The Chinese People’s Liberation Army (PLA) has been conducting intensive military exercises of multiple dimensions, including high altitude tank and anti-tank drills in Southwest China’s Tibet Autonomous Region. According to Global Times, Type 15 Light Tanks have recently practiced engagement of targets “several kilometers away” and worked with ATGM vehicles that were used to destroy armored vehicles. These tanks belong to the Xizang (Tibet) military distric. The Type 15 lightweight tanks attached to the PLA Tibet Military Command recently joined a comprehensive live-fire drill in the Qinghai-Tibet Plateau at an elevation of more than 4,700 meters.

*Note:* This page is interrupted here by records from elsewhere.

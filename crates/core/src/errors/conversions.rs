//! Conversions from external error types

use super::types::Error;

impl From<serde_json::Error> for Error {
    fn from(source: serde_json::Error) -> Self {
        Error::Json {
            message: source.to_string(),
            source,
        }
    }
}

The Type 15 tank is designed to fulfill the requirement from the Chinese Army for a lighter, mobile modern tank that can effectively operate in highland/plateau, forest-rich and water-heavy regions where the heavier Type 99 tanks have difficulties traversing. Sightings of Type 15 were reported by Chinese citizens, but its existence was formally confirmed by the Chinese Ministry of Defense in December 2018. The tank was confirmed to be in service by 2018 and was showcased in the 70th National Day parade on October 1, 2019. During the China-India border dispute along the Line of Actual Control (LAC) in June 2020, Type 15 tanks were reportedly deployed in the Tibetan Plateau.

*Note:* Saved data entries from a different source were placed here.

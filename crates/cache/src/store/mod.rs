//! The user-facing versioned write-back cache
//!
//! A [`UserStore`] owns every resident (user, dataset) entry and is the one
//! object call sites receive; there is no process-wide registry. Reads and
//! mutations are synchronous and designed for a single owning thread, while
//! persistence proceeds independently in the background.

use crate::backend::{PersistenceBackend, SaveOutcome, SaveTicket};
use crate::config::StoreConfig;
use crate::engine::PersistenceEngine;
use crate::entry::CacheEntry;
use saveback_core::{FromValue, UserId, Value};
use std::collections::HashMap;
use std::sync::Arc;


/// Synchronous per-(user, dataset) key-value cache with write-behind
/// persistence.
///
/// Every dataset must be [`preload`](UserStore::preload)ed before it is read
/// or mutated; accessing an unloaded dataset degrades to a warning and the
/// caller-supplied default. Mutations bump the entry's version and mark it
/// dirty; [`save`](UserStore::save) captures a snapshot and hands it to the
/// persistence backend without blocking the caller.
pub struct UserStore {
    backend: Arc<dyn PersistenceBackend>,
    data_dir: String,
    entries: HashMap<UserId, HashMap<String, CacheEntry>>,
    active_user: UserId,
}

impl UserStore {
    /// Create a store persisting through the atomic file engine
    pub fn new(config: StoreConfig) -> Self {
        let backend = Arc::new(PersistenceEngine::new(config.root, config.serializer));
        Self::with_backend(backend, config.data_dir)
    }

    /// Create a store over an injected persistence backend
    pub fn with_backend(
        backend: Arc<dyn PersistenceBackend>,
        data_dir: impl Into<String>,
    ) -> Self {
        Self {
            backend,
            data_dir: data_dir.into(),
            entries: HashMap::new(),
            active_user: UserId::new(0),
        }
    }

    /// The user targeted by the `*_active` convenience methods
    pub fn active_user(&self) -> UserId {
        self.active_user
    }

    pub fn set_active_user(&mut self, user: UserId) {
        self.active_user = user;
    }

    /// Make `(user, dataset)` resident, loading existing data through the
    /// backend or starting empty when there is none (or the load failed).
    ///
    /// Idempotent: a dataset that is already resident is left untouched.
    /// Get/Set are valid for the pair as soon as this returns.
    pub fn preload(&mut self, user: UserId, dataset: &str) {
        if !is_valid_dataset_name(dataset) {
            tracing::warn!("invalid dataset name '{dataset}'; ignoring preload");
            return;
        }
        if self.is_loaded(user, dataset) {
            return;
        }
        let values = self.backend.load(user, &self.data_dir, dataset);
        self.entries
            .entry(user)
            .or_default()
            .insert(dataset.to_string(), CacheEntry::new(values));
    }

    /// Whether `(user, dataset)` is resident
    pub fn is_loaded(&self, user: UserId, dataset: &str) -> bool {
        self.entry(user, dataset).is_some()
    }

    /// Whether the resident dataset holds `key`
    pub fn has_key(&self, user: UserId, key: &str, dataset: &str) -> bool {
        self.entry(user, dataset)
            .is_some_and(|entry| entry.has_key(key))
    }

    /// Read `key`, falling back to `default` when the dataset is not loaded,
    /// the key is absent, or the stored value has an incompatible kind.
    pub fn get<T: FromValue>(&self, user: UserId, key: &str, default: T, dataset: &str) -> T {
        let Some(entry) = self.entry(user, dataset) else {
            tracing::warn!(
                "get on dataset '{dataset}' for user {user} before preload; \
                 returning default for '{key}'"
            );
            return default;
        };
        let Some(value) = entry.get(key) else {
            return default;
        };
        match T::from_value(value) {
            Some(typed) => typed,
            None => {
                tracing::debug!(
                    "stored {} under '{key}' does not match the requested type; \
                     returning default",
                    value.kind()
                );
                default
            }
        }
    }

    /// Store `value` under `key`. Bumps the version and marks the entry
    /// dirty only when the stored state actually changes.
    pub fn set(&mut self, user: UserId, key: &str, value: impl Into<Value>, dataset: &str) {
        if let Some(entry) = self.entry_mut(user, dataset, "set") {
            entry.set(key, value.into());
        }
    }

    /// Remove `key`; deleting an absent key leaves version and dirty alone
    pub fn delete_key(&mut self, user: UserId, key: &str, dataset: &str) {
        if let Some(entry) = self.entry_mut(user, dataset, "delete_key") {
            entry.delete_key(key);
        }
    }

    /// Empty the dataset; clearing an already empty map is a no-op
    pub fn clear(&mut self, user: UserId, dataset: &str) {
        if let Some(entry) = self.entry_mut(user, dataset, "clear") {
            entry.clear();
        }
    }

    /// Persist the dataset if it has unsaved mutations.
    ///
    /// Captures a snapshot, optimistically clears dirty, and hands the
    /// snapshot to the backend. A backend that completes the hand-off
    /// synchronously needs no tracking and `None` is returned. A pending
    /// save returns its ticket, and completion handling reconciles the entry
    /// once it settles: a mutation that landed during the save window
    /// re-arms dirty, as does a failed save.
    pub fn save(&mut self, user: UserId, dataset: &str) -> Option<SaveTicket> {
        let Some(entry) = self
            .entries
            .get_mut(&user)
            .and_then(|datasets| datasets.get_mut(dataset))
        else {
            tracing::warn!("save on dataset '{dataset}' for user {user} before preload; ignoring");
            return None;
        };
        if !entry.state().is_dirty() {
            return None;
        }

        let snapshot = entry.snapshot();
        let snapshot_version = entry.state().begin_save();

        match self.backend.save(user, &self.data_dir, dataset, snapshot) {
            SaveOutcome::CompletedSynchronously => None,
            SaveOutcome::SubmittedAsync(ticket) => {
                entry.state().mark_saving();
                let state = Arc::clone(entry.state());
                ticket.on_settle(move |status| state.settle_save(snapshot_version, status));
                Some(ticket)
            }
        }
    }

    /// Save every resident dataset and wait for all pending saves to settle
    pub fn save_all(&mut self) {
        let targets: Vec<(UserId, String)> = self
            .entries
            .iter()
            .flat_map(|(user, datasets)| datasets.keys().map(move |name| (*user, name.clone())))
            .collect();

        let mut pending = Vec::new();
        for (user, dataset) in targets {
            if let Some(ticket) = self.save(user, &dataset) {
                pending.push(ticket);
            }
        }
        for ticket in pending {
            ticket.wait();
        }
    }

    /// Drop the resident entry. No persistence side effect: unsaved
    /// mutations are discarded.
    pub fn unload(&mut self, user: UserId, dataset: &str) {
        if let Some(datasets) = self.entries.get_mut(&user) {
            datasets.remove(dataset);
            if datasets.is_empty() {
                self.entries.remove(&user);
            }
        }
    }

    /// Block until the backend has processed every accepted save. The one
    /// intentional blocking operation, for shutdown-time guarantees.
    pub fn flush(&self) {
        self.backend.flush();
    }

    /// Version counter of a resident dataset
    pub fn version(&self, user: UserId, dataset: &str) -> Option<u64> {
        self.entry(user, dataset).map(|entry| entry.state().version())
    }

    /// Whether a resident dataset has mutations not yet captured by a
    /// successfully saved snapshot
    pub fn is_dirty(&self, user: UserId, dataset: &str) -> bool {
        self.entry(user, dataset)
            .is_some_and(|entry| entry.state().is_dirty())
    }

    /// Whether a pending save is currently being tracked for the dataset
    pub fn is_saving(&self, user: UserId, dataset: &str) -> bool {
        self.entry(user, dataset)
            .is_some_and(|entry| entry.state().is_saving())
    }

    // Active-user convenience forms

    pub fn preload_active(&mut self, dataset: &str) {
        self.preload(self.active_user, dataset);
    }

    pub fn is_loaded_active(&self, dataset: &str) -> bool {
        self.is_loaded(self.active_user, dataset)
    }

    pub fn has_key_active(&self, key: &str, dataset: &str) -> bool {
        self.has_key(self.active_user, key, dataset)
    }

    pub fn get_active<T: FromValue>(&self, key: &str, default: T, dataset: &str) -> T {
        self.get(self.active_user, key, default, dataset)
    }

    pub fn set_active(&mut self, key: &str, value: impl Into<Value>, dataset: &str) {
        self.set(self.active_user, key, value, dataset);
    }

    pub fn delete_key_active(&mut self, key: &str, dataset: &str) {
        self.delete_key(self.active_user, key, dataset);
    }

    pub fn clear_active(&mut self, dataset: &str) {
        self.clear(self.active_user, dataset);
    }

    pub fn save_active(&mut self, dataset: &str) -> Option<SaveTicket> {
        self.save(self.active_user, dataset)
    }

    pub fn unload_active(&mut self, dataset: &str) {
        self.unload(self.active_user, dataset);
    }

    fn entry(&self, user: UserId, dataset: &str) -> Option<&CacheEntry> {
        self.entries
            .get(&user)
            .and_then(|datasets| datasets.get(dataset))
    }

    fn entry_mut(&mut self, user: UserId, dataset: &str, op: &str) -> Option<&mut CacheEntry> {
        let entry = self
            .entries
            .get_mut(&user)
            .and_then(|datasets| datasets.get_mut(dataset));
        if entry.is_none() {
            tracing::warn!("{op} on dataset '{dataset}' for user {user} before preload; ignoring");
        }
        entry
    }
}

impl std::fmt::Debug for UserStore {
    fn fmt(&self, f: &mut std::fmt::Formatter<'_>) -> std::fmt::Result {
        let resident: usize = self.entries.values().map(HashMap::len).sum();
        f.debug_struct("UserStore")
            .field("data_dir", &self.data_dir)
            .field("active_user", &self.active_user)
            .field("resident_entries", &resident)
            .finish()
    }
}

fn is_valid_dataset_name(name: &str) -> bool {
    !name.is_empty()
        && name
            .chars()
            .all(|c| c.is_alphanumeric() || c == '_' || c == '-' || c == '.')
}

The Type 15 light tank also known as ZTQ-15, is a Chinese third generation light tank operated by the People’s Liberation Army Ground Force. The vehicle is a replacement for the antiquated Type 62 light tank introduced in 1963. The Type 15 tank is equipped with chemical, biological, radiological and nuclear (CBRN) protection, an autoloader mechanism with ammunition stored in the turret bustle, air conditioning system, command and control equipment, commander’s panoramic sight, gunner’s thermal imaging sight, laser rangefinder, advanced ballistic computer, a tactical command system and a navigation system that includes inertial navigation system (INS) and satellite communications.

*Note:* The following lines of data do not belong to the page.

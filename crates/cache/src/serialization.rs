//! Serializer strategies for dataset payloads
//!
//! The cache core is format-agnostic: a serializer only has to convert a
//! dataset map to and from bytes and name the file extension it owns.

use saveback_core::{DatasetMap, Error, Result, SerializationOp};

/// Two-way byte conversion for a dataset map, with a fixed file extension.
pub trait Serializer: Send + Sync {
    /// File extension for payloads in this format, including the dot
    fn extension(&self) -> &'static str;

    /// Encode a dataset map to bytes
    fn to_bytes(&self, map: &DatasetMap) -> Result<Vec<u8>>;

    /// Decode a dataset map from bytes
    fn from_bytes(&self, bytes: &[u8]) -> Result<DatasetMap>;
}

/// JSON payloads (`.json`), human-readable
#[derive(Debug, Clone, Copy, Default)]
pub struct JsonSerializer;

impl Serializer for JsonSerializer {
    fn extension(&self) -> &'static str {
        ".json"
    }

    fn to_bytes(&self, map: &DatasetMap) -> Result<Vec<u8>> {
        serde_json::to_vec(map)
            .map_err(|e| Error::serialization_with_source("json", SerializationOp::Encode, e))
    }

    fn from_bytes(&self, bytes: &[u8]) -> Result<DatasetMap> {
        serde_json::from_slice(bytes)
            .map_err(|e| Error::serialization_with_source("json", SerializationOp::Decode, e))
    }
}

/// Compact binary payloads (`.bin`) via bincode
#[derive(Debug, Clone, Copy, Default)]
pub struct BincodeSerializer;

impl Serializer for BincodeSerializer {
    fn extension(&self) -> &'static str {
        ".bin"
    }

    fn to_bytes(&self, map: &DatasetMap) -> Result<Vec<u8>> {
        bincode::serialize(map)
            .map_err(|e| Error::serialization_with_source("bincode", SerializationOp::Encode, e))
    }

    fn from_bytes(&self, bytes: &[u8]) -> Result<DatasetMap> {
        bincode::deserialize(bytes)
            .map_err(|e| Error::serialization_with_source("bincode", SerializationOp::Decode, e))
    }
}

#[cfg(test)]
mod tests {
    use super::*;
    use saveback_core::Value;

    fn sample_map() -> DatasetMap {
        let mut map = DatasetMap::new();
        map.insert("gold".to_string(), Value::Int(100));
        map.insert("ratio".to_string(), Value::Float(0.25));
        map.insert("tags".to_string(), Value::TextList(vec!["a".to_string()]));
        map
    }

    #[test]
    fn test_json_round_trip() {
        let serializer = JsonSerializer;
        let bytes = serializer.to_bytes(&sample_map()).unwrap();
        assert_eq!(serializer.from_bytes(&bytes).unwrap(), sample_map());
    }

    #[test]
    fn test_bincode_round_trip() {
        let serializer = BincodeSerializer;
        let bytes = serializer.to_bytes(&sample_map()).unwrap();
        assert_eq!(serializer.from_bytes(&bytes).unwrap(), sample_map());
    }

    #[test]
    fn test_json_rejects_garbage() {
        let serializer = JsonSerializer;
        assert!(serializer.from_bytes(b"not json at all").is_err());
    }

    #[test]
    fn test_extensions_are_distinct() {
        assert_eq!(JsonSerializer.extension(), ".json");
        assert_eq!(BincodeSerializer.extension(), ".bin");
    }
}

Type 15 uses a new 105mm rifled gun, which is superior to the Type 94 105mm guns fitted on Type 88 and Type 59 tanks. The Type 15 can hold 38 rounds of 105mm shells and is capable of effectively penetrating the armor of most main battle tanks in use by various South and Southwestern Asian countries when launching armor-piercing shells. It can also fire new advanced tungsten alloy armor-piercing fin-stabilized discarding sabots (APFSDS) capable of penetrating 500 mm (20 in) of armored steel at 2,000 metres (1.2 mi). The second armament of the VT5 includes one remotely operated weapon station mounted on the roof of the turret which is armed with a 12.7mm machine gun and one 40mm automatic grenade launcher.